"Selamat siang Ibu Alanda! Perkenalkan, saya Safaraz Widyana, asisten pribadi Ibu Alanda yang dibayar Bapak Bintang Umbara untuk membantu, menemani dan menjaga Ibu Alanda sampai setahun ke depan." Begitu Alanda membuka pintu rumahnya, dia langsung mendapati Alit menyapanya sambil menunduk sedikit, dengan sebelah tangan di dada, sementara tangan satunya lagi beristirahat di balik punggung.
Alanda terkekeh, membuka pintu lebih lebar. Sedangkan Bintang yang duduk di ruang tamu, langsung sewot mendengar kata 'bayar' dalam kalimat Alit. "Heh! Enak aja! Siapa juga yang mau bayar?!"

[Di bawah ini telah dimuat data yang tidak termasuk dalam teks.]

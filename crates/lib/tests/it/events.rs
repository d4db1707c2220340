//! Tests for subscriptions, bubbling, and dispatch guarantees.

use std::{cell::Cell, rc::Rc};

use fieldtree::{
    FieldEvent, Value,
    event::{self, EventError},
    map, new_tree, path,
};

use crate::helpers::{new_log, profile_tree, record};

#[test]
fn change_events_bubble_to_every_ancestor() {
    let root = profile_tree();
    let user = root.at("user").unwrap();
    let name = user.at("name").unwrap();

    let log = new_log();
    let _root_sub = record(&root, "root", &log);
    let _user_sub = record(&user, "user", &log);
    let _name_sub = record(&name, "name", &log);

    name.set_value("Bob").unwrap();

    let entries = log.borrow().clone();
    // The name-target event reaches all three listeners.
    assert_eq!(
        entries
            .iter()
            .filter(|line| line.contains("target=user.name"))
            .count(),
        3
    );
    // The root-target event reaches only the root listener.
    assert_eq!(
        entries
            .iter()
            .filter(|line| line.ends_with("target=") || line.contains("target= "))
            .count(),
        1
    );
}

#[test]
fn each_event_bubbles_fully_before_the_next() {
    let root = new_tree(map! { "a" => map! { "b" => 1 } }).unwrap();
    let a = root.at("a").unwrap();
    let b = a.at("b").unwrap();

    let log = new_log();
    let _root_sub = record(&root, "root", &log);
    let _a_sub = record(&a, "a", &log);

    b.set_value(2).unwrap();

    // Per event, listeners fire target-first then upward; events themselves
    // arrive top-down. So the "a"-target event hits the a listener before
    // the root listener, and both before anything about "a.b".
    let entries = log.borrow().clone();
    let expected = vec![
        "root: change target= from=a.b".to_string(),
        "a: change target=a from=a.b".to_string(),
        "root: change target=a from=a.b".to_string(),
        "a: change target=a.b".to_string(),
        "root: change target=a.b".to_string(),
    ];
    assert_eq!(entries, expected);
}

#[test]
fn related_target_is_the_writer() {
    let root = profile_tree();
    let name = root.at_path(path!("user.name")).unwrap();

    let writer = name.clone();
    let _sub = root.subscribe(move |event| {
        if event.target().is_root() {
            assert_eq!(event.related_target(), Some(&writer));
        }
        if *event.target() == writer {
            assert!(event.related_target().is_none());
        }
        Ok(())
    });

    name.set_value("Bob").unwrap();
}

#[test]
fn previous_value_carries_the_pre_write_state() {
    let root = new_tree(map! { "a" => 1 }).unwrap();
    let a = root.at("a").unwrap();

    let seen = Rc::new(Cell::new(false));
    let flag = Rc::clone(&seen);
    let _sub = a.subscribe(move |event| {
        assert_eq!(*event.previous_value(), 1);
        assert_eq!(event.target().value(), 2);
        flag.set(true);
        Ok(())
    });

    a.set_value(2).unwrap();
    assert!(seen.get());
}

#[test]
fn on_filters_by_kind() {
    let root = new_tree(1).unwrap();

    let changes = Rc::new(Cell::new(0));
    let customs = Rc::new(Cell::new(0));

    let counter = Rc::clone(&changes);
    let _change_sub = root.on(event::CHANGE, move |_| {
        counter.set(counter.get() + 1);
        Ok(())
    });
    let counter = Rc::clone(&customs);
    let _custom_sub = root.on("validated", move |_| {
        counter.set(counter.get() + 1);
        Ok(())
    });

    root.set_value(2).unwrap();
    assert_eq!(changes.get(), 1);
    assert_eq!(customs.get(), 0);

    root.publish(FieldEvent::new("validated", root.clone(), None, Value::Null))
        .unwrap();
    assert_eq!(changes.get(), 1);
    assert_eq!(customs.get(), 1);
}

#[test]
fn published_events_bubble_like_change_events() {
    let root = new_tree(map! { "a" => 1 }).unwrap();
    let a = root.at("a").unwrap();

    let seen = Rc::new(Cell::new(0));
    let counter = Rc::clone(&seen);
    let _sub = root.on("touched", move |event| {
        assert_eq!(event.kind(), "touched");
        counter.set(counter.get() + 1);
        Ok(())
    });

    a.publish(FieldEvent::new("touched", a.clone(), None, Value::Null))
        .unwrap();
    assert_eq!(seen.get(), 1);
}

#[test]
fn all_listeners_run_and_first_error_is_surfaced() {
    let root = new_tree(1).unwrap();

    let ran = Rc::new(Cell::new(0));

    let counter = Rc::clone(&ran);
    let _first = root.subscribe(move |_| {
        counter.set(counter.get() + 1);
        Err(EventError::ListenerFailed {
            kind: event::CHANGE.to_string(),
            reason: "first".to_string(),
        }
        .into())
    });
    let counter = Rc::clone(&ran);
    let _second = root.subscribe(move |_| {
        counter.set(counter.get() + 1);
        Err(EventError::ListenerFailed {
            kind: event::CHANGE.to_string(),
            reason: "second".to_string(),
        }
        .into())
    });
    let counter = Rc::clone(&ran);
    let _third = root.subscribe(move |_| {
        counter.set(counter.get() + 1);
        Ok(())
    });

    let error = root.set_value(2).unwrap_err();
    assert_eq!(ran.get(), 3);
    assert!(error.is_listener_error());
    assert!(error.to_string().contains("first"));

    // The write committed regardless of the listener failures.
    assert_eq!(root.value(), 2);
}

#[test]
fn listeners_may_write_reentrantly() {
    let root = new_tree(map! { "celsius" => 0, "fahrenheit" => 32 }).unwrap();
    let celsius = root.at("celsius").unwrap();
    let fahrenheit = root.at("fahrenheit").unwrap();

    // Keep fahrenheit in sync from a celsius listener.
    let mirror = fahrenheit.clone();
    let _sub = celsius
        .on(event::CHANGE, move |event| {
            let degrees = event.target().value().as_int().unwrap_or(0);
            mirror.set_value(degrees * 9 / 5 + 32)
        });

    celsius.set_value(100).unwrap();

    assert_eq!(celsius.value(), 100);
    assert_eq!(fahrenheit.value(), 212);
}

#[test]
fn dropping_the_subscription_unsubscribes() {
    let root = new_tree(1).unwrap();

    let seen = Rc::new(Cell::new(0));
    let counter = Rc::clone(&seen);
    let sub = root.subscribe(move |_| {
        counter.set(counter.get() + 1);
        Ok(())
    });

    root.set_value(2).unwrap();
    assert_eq!(seen.get(), 1);

    drop(sub);
    root.set_value(3).unwrap();
    assert_eq!(seen.get(), 1);
}

#[test]
fn unsubscribe_is_idempotent() {
    let root = new_tree(1).unwrap();

    let seen = Rc::new(Cell::new(0));
    let counter = Rc::clone(&seen);
    let sub = root.subscribe(move |_| {
        counter.set(counter.get() + 1);
        Ok(())
    });

    sub.unsubscribe();
    sub.unsubscribe();
    drop(sub);

    root.set_value(2).unwrap();
    assert_eq!(seen.get(), 0);
}

#[test]
fn detached_subscriptions_outlive_the_guard() {
    let root = new_tree(1).unwrap();

    let seen = Rc::new(Cell::new(0));
    let counter = Rc::clone(&seen);
    root.subscribe(move |_| {
        counter.set(counter.get() + 1);
        Ok(())
    })
    .detach();

    root.set_value(2).unwrap();
    root.set_value(3).unwrap();
    assert_eq!(seen.get(), 2);
}

#[test]
fn unsubscribing_during_dispatch_affects_later_events_only() {
    let root = new_tree(map! { "a" => 1, "b" => 2 }).unwrap();
    // Derive both children so the write below generates three events.
    root.at("a").unwrap();
    root.at("b").unwrap();

    // The listener unsubscribes itself on first delivery; the snapshot taken
    // for the current event still runs it exactly once.
    let seen = Rc::new(Cell::new(0));
    let slot: Rc<std::cell::RefCell<Option<fieldtree::Subscription>>> =
        Rc::new(std::cell::RefCell::new(None));

    let counter = Rc::clone(&seen);
    let guard = Rc::clone(&slot);
    let sub = root.subscribe(move |_| {
        counter.set(counter.get() + 1);
        if let Some(sub) = guard.borrow_mut().take() {
            sub.unsubscribe();
        }
        Ok(())
    });
    *slot.borrow_mut() = Some(sub);

    root.set_value(map! { "a" => 10, "b" => 20 }).unwrap();
    assert_eq!(seen.get(), 1);
}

Alit mengabaikan pelototan tajam Bintang, kembali membalik badannya untuk mengambil koper yang dia letakkan di dekat pagar rumah Alanda. Di atas koper tersebut ada sebuah travel bag yang lumayan berat, sehingga Alit enggak bisa membawanya sekaligus.

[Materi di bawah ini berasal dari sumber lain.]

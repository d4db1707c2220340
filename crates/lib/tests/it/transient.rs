//! Tests for transient buffering: local edits, shielded subtrees, flushing.

use fieldtree::{Value, map, new_tree, path};

use crate::helpers::{new_log, record};

#[test]
fn form_draft_scenario() {
    // A form edits its fields transiently and commits on "submit".
    let root = new_tree(map! {
        "profile" => map! { "name" => "Alice", "email" => "alice@example.com" },
    })
    .unwrap();
    let name = root.at_path(path!("profile.name")).unwrap();
    let email = root.at_path(path!("profile.email")).unwrap();

    name.set_transient_value("Bob").unwrap();
    email.set_transient_value("bob@example.com").unwrap();

    // Both edits are buffered; the committed state is untouched.
    let committed = root.value();
    let profile = committed.as_map().unwrap().get("profile").unwrap();
    assert_eq!(profile.as_map().unwrap().get("name").unwrap(), "Alice");
    assert_eq!(name.value(), "Bob");
    assert_eq!(email.value(), "bob@example.com");

    // Submit: flush both fields.
    name.flush_transient().unwrap();
    email.flush_transient().unwrap();

    assert!(!name.is_transient());
    assert!(!email.is_transient());
    let committed = root.value();
    let profile = committed.as_map().unwrap().get("profile").unwrap();
    assert_eq!(profile.as_map().unwrap().get("name").unwrap(), "Bob");
    assert_eq!(
        profile.as_map().unwrap().get("email").unwrap(),
        "bob@example.com"
    );
}

#[test]
fn transient_write_propagates_into_its_own_subtree() {
    let root = new_tree(map! { "form" => map! { "a" => 1, "b" => 2 } }).unwrap();
    let form = root.at("form").unwrap();
    let a = form.at("a").unwrap();
    let b = form.at("b").unwrap();

    form.set_transient_value(map! { "a" => 10, "b" => 2 }).unwrap();

    assert_eq!(a.value(), 10);
    // Unchanged branch inside the buffered subtree is still pruned.
    assert_eq!(b.value(), 2);
}

#[test]
fn transient_events_fire_inside_the_subtree_only() {
    let root = new_tree(map! { "form" => map! { "a" => 1 } }).unwrap();
    let form = root.at("form").unwrap();
    let a = form.at("a").unwrap();

    let log = new_log();
    let _root_sub = record(&root, "root", &log);
    let _a_sub = record(&a, "a", &log);

    form.set_transient_value(map! { "a" => 5 }).unwrap();

    let entries = log.borrow().clone();
    // The form- and a-target events bubble through the root listener (the
    // value graph above stays untouched, but bubbling still climbs handles).
    assert!(entries.iter().all(|line| !line.contains("target= ")));
    assert!(entries.iter().any(|line| line.starts_with("a: ")));
    assert!(
        entries
            .iter()
            .any(|line| line.starts_with("root: ") && line.contains("target=form.a"))
    );
}

#[test]
fn nested_transients_flush_one_level_at_a_time() {
    let root = new_tree(map! { "outer" => map! { "inner" => map! { "x" => 1 } } }).unwrap();
    let outer = root.at("outer").unwrap();
    let inner = outer.at("inner").unwrap();
    let x = inner.at("x").unwrap();

    inner.set_transient_value(map! { "x" => 1 }).unwrap();
    x.set_value(2).unwrap();

    // The x write was absorbed by the transient inner node.
    assert_eq!(x.value(), 2);
    let committed = root.value();
    assert_eq!(
        *committed
            .as_map()
            .unwrap()
            .get("outer")
            .unwrap()
            .as_map()
            .unwrap()
            .get("inner")
            .unwrap()
            .as_map()
            .unwrap()
            .get("x")
            .unwrap(),
        1
    );

    inner.flush_transient().unwrap();

    let committed = root.value();
    assert_eq!(
        *committed
            .as_map()
            .unwrap()
            .get("outer")
            .unwrap()
            .as_map()
            .unwrap()
            .get("inner")
            .unwrap()
            .as_map()
            .unwrap()
            .get("x")
            .unwrap(),
        2
    );
}

#[test]
fn ancestor_writes_do_not_disturb_buffered_subtrees() {
    let root = new_tree(map! { "a" => map! { "x" => 1 }, "b" => 2 }).unwrap();
    let a = root.at("a").unwrap();
    let x = a.at("x").unwrap();

    a.set_transient_value(map! { "x" => 100 }).unwrap();
    root.set_value(map! { "a" => map! { "x" => 7 }, "b" => 8 }).unwrap();

    // The buffered subtree kept its edit.
    assert_eq!(x.value(), 100);
    assert!(a.is_transient());

    // Flushing now overwrites the ancestor's version with the buffer.
    a.flush_transient().unwrap();
    let committed = root.value();
    assert_eq!(
        *committed
            .as_map()
            .unwrap()
            .get("a")
            .unwrap()
            .as_map()
            .unwrap()
            .get("x")
            .unwrap(),
        100
    );
    assert_eq!(*committed.as_map().unwrap().get("b").unwrap(), 8);
}

#[test]
fn transient_null_buffer_flushes_cleanly() {
    let root = new_tree(map! { "a" => 1 }).unwrap();
    let a = root.at("a").unwrap();

    a.set_transient_value(Value::Null).unwrap();
    a.flush_transient().unwrap();

    assert_eq!(a.value(), Value::Null);
    assert_eq!(*root.value().as_map().unwrap().get("a").unwrap(), Value::Null);
}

"Ini enggak ada cowok ganteng dan baik hati yang mau bantu aku ngangkat ini apa ya?" seru Alit dari luar rumah, berpura-pura keberatan mengangkat tasnya. Padahal dia hanya menyentuh pegangan tasnya, tanpa benar-benar mengangkatnya.
Untungnya yang disindir langsung peka, tergopoh-gopoh keluar dari rumah dengan kening berkerut-kerut.
Ah, sebenarnya Bintang enggak sepeka itu sih. Alanda terus-terusan menyikutnya dengan pelototan tajam, sehingga demi ketentraman rumah tangganya, Bintang pun keluar. Membantu adiknya membawa barang-barangnya masuk.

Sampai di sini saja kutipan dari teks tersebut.